### [EXERCISE INPUT]
^^^^

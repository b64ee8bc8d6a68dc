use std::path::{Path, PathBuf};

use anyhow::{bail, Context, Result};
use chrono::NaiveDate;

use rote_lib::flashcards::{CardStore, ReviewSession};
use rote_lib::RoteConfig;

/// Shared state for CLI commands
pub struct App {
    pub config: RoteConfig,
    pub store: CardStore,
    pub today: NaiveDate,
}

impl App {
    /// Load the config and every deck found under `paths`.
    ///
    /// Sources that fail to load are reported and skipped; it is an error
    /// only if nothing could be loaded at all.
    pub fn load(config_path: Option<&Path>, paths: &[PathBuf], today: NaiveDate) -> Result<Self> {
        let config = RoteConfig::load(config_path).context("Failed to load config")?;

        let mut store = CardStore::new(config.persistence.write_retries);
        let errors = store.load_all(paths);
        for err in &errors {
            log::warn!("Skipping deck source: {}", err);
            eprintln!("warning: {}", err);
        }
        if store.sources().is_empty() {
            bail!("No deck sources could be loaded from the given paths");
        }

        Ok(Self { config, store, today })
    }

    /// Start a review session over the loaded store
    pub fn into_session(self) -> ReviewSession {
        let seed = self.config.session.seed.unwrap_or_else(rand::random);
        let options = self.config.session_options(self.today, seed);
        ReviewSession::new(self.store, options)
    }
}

^^^^

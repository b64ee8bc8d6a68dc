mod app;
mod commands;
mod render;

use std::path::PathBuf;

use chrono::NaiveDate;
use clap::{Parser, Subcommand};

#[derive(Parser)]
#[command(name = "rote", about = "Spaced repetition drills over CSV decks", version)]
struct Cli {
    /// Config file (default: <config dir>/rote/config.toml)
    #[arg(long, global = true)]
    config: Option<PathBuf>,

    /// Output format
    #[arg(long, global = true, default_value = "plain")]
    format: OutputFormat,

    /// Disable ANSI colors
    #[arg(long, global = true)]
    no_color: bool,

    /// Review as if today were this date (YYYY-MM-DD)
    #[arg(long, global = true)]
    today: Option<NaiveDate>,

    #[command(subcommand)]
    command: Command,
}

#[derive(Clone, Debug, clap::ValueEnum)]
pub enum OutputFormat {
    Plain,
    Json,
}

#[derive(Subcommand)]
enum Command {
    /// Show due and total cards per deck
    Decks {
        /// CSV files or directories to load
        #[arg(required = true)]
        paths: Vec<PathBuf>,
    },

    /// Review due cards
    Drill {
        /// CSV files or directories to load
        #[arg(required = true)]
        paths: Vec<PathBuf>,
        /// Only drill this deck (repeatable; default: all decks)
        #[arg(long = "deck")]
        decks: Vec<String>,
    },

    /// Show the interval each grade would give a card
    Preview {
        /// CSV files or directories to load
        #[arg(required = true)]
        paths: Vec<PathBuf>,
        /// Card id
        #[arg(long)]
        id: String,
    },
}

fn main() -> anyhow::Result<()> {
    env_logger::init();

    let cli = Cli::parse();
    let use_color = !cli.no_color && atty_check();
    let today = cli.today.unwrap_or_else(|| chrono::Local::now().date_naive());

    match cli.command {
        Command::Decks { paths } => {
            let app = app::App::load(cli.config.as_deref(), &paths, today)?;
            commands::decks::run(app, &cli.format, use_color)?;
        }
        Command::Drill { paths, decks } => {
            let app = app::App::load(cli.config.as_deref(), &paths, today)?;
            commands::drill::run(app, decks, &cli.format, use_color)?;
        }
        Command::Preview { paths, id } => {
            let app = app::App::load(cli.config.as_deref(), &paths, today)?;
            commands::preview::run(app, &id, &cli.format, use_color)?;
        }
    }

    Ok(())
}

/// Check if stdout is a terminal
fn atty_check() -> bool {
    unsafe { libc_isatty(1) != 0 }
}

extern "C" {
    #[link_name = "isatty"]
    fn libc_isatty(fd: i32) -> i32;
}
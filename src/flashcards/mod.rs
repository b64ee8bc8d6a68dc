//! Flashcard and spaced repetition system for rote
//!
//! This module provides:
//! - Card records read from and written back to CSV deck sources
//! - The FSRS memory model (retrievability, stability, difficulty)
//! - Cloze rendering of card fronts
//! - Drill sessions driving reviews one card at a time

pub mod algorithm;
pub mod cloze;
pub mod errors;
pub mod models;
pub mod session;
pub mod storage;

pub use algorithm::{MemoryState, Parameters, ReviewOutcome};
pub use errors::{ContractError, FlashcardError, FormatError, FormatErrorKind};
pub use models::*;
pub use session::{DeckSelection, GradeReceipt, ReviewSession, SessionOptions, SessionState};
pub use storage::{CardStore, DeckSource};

^^^^

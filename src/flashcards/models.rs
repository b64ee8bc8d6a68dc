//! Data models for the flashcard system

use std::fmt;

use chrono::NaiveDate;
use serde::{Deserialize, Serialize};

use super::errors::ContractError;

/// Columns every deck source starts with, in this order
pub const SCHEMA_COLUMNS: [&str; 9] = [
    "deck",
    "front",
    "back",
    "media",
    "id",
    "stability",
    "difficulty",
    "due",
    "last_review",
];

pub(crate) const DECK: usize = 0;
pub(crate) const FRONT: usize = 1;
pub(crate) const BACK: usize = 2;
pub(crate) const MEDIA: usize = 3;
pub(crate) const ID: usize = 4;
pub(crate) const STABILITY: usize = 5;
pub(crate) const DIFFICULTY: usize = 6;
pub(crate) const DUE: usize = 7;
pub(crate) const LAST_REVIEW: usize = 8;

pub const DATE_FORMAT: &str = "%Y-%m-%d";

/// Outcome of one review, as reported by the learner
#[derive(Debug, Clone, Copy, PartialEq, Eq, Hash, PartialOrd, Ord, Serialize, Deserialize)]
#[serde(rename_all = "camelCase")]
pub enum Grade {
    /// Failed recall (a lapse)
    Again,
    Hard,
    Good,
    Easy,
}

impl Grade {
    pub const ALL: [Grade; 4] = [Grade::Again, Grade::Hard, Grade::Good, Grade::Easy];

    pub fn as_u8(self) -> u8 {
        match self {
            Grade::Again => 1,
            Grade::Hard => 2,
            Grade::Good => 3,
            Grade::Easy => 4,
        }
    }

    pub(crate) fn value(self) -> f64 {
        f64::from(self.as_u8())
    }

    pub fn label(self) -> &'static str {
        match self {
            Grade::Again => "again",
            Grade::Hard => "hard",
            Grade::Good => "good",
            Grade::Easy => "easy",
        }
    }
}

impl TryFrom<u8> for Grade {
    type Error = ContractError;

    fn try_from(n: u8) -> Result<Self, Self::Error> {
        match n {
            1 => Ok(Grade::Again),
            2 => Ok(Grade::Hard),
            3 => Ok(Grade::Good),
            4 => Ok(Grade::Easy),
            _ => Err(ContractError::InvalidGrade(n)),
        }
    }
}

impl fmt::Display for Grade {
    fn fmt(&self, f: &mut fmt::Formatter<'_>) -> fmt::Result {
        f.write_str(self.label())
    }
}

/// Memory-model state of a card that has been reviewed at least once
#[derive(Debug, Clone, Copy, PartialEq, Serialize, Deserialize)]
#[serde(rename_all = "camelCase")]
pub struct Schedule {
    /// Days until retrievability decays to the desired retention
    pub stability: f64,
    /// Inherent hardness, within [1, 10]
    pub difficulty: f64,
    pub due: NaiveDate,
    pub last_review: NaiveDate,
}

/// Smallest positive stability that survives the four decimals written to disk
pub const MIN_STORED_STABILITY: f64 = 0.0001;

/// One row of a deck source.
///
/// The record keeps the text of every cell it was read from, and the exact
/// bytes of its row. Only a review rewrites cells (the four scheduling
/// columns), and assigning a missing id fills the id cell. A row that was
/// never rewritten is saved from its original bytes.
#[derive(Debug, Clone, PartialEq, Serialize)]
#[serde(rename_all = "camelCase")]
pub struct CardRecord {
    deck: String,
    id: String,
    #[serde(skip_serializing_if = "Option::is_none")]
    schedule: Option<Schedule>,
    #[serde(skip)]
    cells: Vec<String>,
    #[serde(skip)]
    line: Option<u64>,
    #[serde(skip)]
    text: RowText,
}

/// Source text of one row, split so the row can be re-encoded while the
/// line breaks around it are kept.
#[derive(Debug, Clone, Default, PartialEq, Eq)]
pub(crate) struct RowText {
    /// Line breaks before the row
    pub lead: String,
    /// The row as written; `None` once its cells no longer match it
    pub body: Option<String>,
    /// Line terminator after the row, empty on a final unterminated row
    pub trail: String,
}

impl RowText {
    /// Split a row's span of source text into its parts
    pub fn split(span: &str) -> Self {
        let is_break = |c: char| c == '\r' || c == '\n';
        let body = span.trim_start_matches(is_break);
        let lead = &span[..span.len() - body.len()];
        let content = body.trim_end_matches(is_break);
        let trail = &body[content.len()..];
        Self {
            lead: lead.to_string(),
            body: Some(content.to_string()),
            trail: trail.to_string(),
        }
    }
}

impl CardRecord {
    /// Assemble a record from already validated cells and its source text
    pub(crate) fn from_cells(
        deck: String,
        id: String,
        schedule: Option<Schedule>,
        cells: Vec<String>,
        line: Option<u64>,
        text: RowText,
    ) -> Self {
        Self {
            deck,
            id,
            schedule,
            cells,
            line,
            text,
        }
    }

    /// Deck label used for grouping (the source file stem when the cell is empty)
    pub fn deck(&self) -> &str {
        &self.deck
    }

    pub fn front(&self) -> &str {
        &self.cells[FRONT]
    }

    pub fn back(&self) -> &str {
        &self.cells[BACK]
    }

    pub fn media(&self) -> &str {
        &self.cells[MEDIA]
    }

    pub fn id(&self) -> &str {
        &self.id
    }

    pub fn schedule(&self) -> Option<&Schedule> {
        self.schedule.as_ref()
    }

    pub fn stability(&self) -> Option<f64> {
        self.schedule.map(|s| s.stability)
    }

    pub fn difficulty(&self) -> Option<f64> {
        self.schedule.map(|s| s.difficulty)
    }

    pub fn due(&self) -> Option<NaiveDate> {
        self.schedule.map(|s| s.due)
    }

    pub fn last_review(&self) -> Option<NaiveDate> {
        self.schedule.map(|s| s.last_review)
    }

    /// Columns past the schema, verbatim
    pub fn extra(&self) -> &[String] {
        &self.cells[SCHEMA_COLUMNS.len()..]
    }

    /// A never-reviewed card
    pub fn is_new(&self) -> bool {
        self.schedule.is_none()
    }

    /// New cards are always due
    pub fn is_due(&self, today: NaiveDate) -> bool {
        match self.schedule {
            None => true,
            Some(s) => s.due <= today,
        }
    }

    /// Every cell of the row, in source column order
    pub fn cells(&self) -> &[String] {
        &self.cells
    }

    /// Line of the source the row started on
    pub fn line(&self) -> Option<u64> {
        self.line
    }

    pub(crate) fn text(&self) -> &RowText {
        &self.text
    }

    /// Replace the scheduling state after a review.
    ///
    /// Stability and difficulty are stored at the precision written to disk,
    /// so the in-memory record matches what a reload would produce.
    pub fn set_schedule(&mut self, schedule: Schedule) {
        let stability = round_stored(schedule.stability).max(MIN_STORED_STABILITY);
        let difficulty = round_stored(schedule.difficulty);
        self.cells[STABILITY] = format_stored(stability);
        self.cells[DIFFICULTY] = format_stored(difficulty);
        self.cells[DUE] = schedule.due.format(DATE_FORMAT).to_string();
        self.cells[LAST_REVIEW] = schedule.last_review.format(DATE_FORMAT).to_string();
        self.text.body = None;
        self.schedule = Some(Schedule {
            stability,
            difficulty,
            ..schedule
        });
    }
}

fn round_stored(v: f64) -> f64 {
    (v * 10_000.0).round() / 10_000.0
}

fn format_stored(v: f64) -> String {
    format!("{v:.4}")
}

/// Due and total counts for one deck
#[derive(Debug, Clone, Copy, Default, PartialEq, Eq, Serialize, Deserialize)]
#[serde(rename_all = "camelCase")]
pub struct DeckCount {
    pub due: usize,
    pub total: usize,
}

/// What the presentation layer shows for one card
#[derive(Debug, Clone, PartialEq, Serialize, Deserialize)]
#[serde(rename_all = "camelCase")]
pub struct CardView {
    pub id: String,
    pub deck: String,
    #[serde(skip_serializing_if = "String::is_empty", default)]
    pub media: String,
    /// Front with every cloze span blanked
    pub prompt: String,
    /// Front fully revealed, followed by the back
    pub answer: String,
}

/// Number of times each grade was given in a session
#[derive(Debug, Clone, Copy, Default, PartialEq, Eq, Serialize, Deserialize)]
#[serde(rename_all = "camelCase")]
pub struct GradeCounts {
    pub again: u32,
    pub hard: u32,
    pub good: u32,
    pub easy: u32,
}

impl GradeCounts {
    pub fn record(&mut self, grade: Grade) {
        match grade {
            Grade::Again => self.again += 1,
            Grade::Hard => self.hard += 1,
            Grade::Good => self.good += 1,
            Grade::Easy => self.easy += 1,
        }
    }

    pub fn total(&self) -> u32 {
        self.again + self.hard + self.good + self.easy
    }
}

^^^^

### [YOUR GOAL]
Whenever a line in the entries holds the word "disk", copy that line.

### [RESPONSE TO THIS EXERCISE]
/// Smallest positive stability that survives the four decimals written to disk
    /// Stability and difficulty are stored at the precision written to disk,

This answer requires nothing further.